> **TASK OBJECTIVE**
Throughout the entries below, report every line where "strum" is found.

> **RECORDS SHOWN**
Content starts

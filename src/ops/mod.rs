//! Vector backends
//!
//! Elementary kernels over raw numeric buffers. Arrays never loop over their
//! elements themselves; they hand their slices to the backend selected for
//! the process.

mod naive;
pub use naive::Naive;

mod unrolled;
pub use unrolled::Unrolled;

use std::sync::OnceLock;

use crate::object::Element;

/// Environment variable consulted for the default backend
pub const BACKEND_ENV_VAR: &str = "TICK_ARRAY_BACKEND";

/// Elementary vector kernels
///
/// Buffers passed together are expected to have the same length; kernels
/// only touch the common prefix.
pub trait VectorOps {
    fn dot<T: Element>(&self, x: &[T], y: &[T]) -> T;
    fn sum<T: Element>(&self, x: &[T]) -> T::Promoted;
    fn abs_sum<T: Element>(&self, x: &[T]) -> T::Promoted;
    fn scale<T: Element>(&self, alpha: T, x: &mut [T]);
    fn fill<T: Element>(&self, alpha: T, x: &mut [T]);

    /// `y += alpha * x`
    fn axpy<T: Element>(&self, alpha: T, x: &[T], y: &mut [T]);
}

#[derive(
    Debug, Copy, Clone, Default, PartialEq, Eq, strum::Display, strum::EnumString, strum::EnumIter,
)]
#[strum(serialize_all = "snake_case")]
pub enum BackendKind {
    #[default]
    Naive,
    Unrolled,
}

impl VectorOps for BackendKind {
    fn dot<T: Element>(&self, x: &[T], y: &[T]) -> T {
        match self {
            BackendKind::Naive => Naive.dot(x, y),
            BackendKind::Unrolled => Unrolled.dot(x, y),
        }
    }

    fn sum<T: Element>(&self, x: &[T]) -> T::Promoted {
        match self {
            BackendKind::Naive => Naive.sum(x),
            BackendKind::Unrolled => Unrolled.sum(x),
        }
    }

    fn abs_sum<T: Element>(&self, x: &[T]) -> T::Promoted {
        match self {
            BackendKind::Naive => Naive.abs_sum(x),
            BackendKind::Unrolled => Unrolled.abs_sum(x),
        }
    }

    fn scale<T: Element>(&self, alpha: T, x: &mut [T]) {
        match self {
            BackendKind::Naive => Naive.scale(alpha, x),
            BackendKind::Unrolled => Unrolled.scale(alpha, x),
        }
    }

    fn fill<T: Element>(&self, alpha: T, x: &mut [T]) {
        match self {
            BackendKind::Naive => Naive.fill(alpha, x),
            BackendKind::Unrolled => Unrolled.fill(alpha, x),
        }
    }

    fn axpy<T: Element>(&self, alpha: T, x: &[T], y: &mut [T]) {
        match self {
            BackendKind::Naive => Naive.axpy(alpha, x, y),
            BackendKind::Unrolled => Unrolled.axpy(alpha, x, y),
        }
    }
}

/// The process-wide vector backend
///
/// The first call fixes the backend for the lifetime of the process: `x` if
/// given, otherwise the value of `TICK_ARRAY_BACKEND`, otherwise the naive
/// backend. Later calls return the fixed choice and ignore `x`.
pub fn vector_backend(x: Option<BackendKind>) -> BackendKind {
    static VECTOR_BACKEND: OnceLock<BackendKind> = OnceLock::new();
    *VECTOR_BACKEND.get_or_init(|| {
        let kind = x.or_else(backend_from_env).unwrap_or_default();
        log::debug!("using the {kind} vector backend");
        kind
    })
}

fn backend_from_env() -> Option<BackendKind> {
    let value = std::env::var(BACKEND_ENV_VAR).ok()?;
    match value.parse() {
        Ok(kind) => Some(kind),
        Err(_) => {
            log::warn!("ignoring unknown {BACKEND_ENV_VAR} value '{value}'");
            None
        }
    }
}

Content ends

> **THE COMPLETED TASK**
    Debug, Copy, Clone, Default, PartialEq, Eq, strum::Display, strum::EnumString, strum::EnumIter,
#[strum(serialize_all = "snake_case")]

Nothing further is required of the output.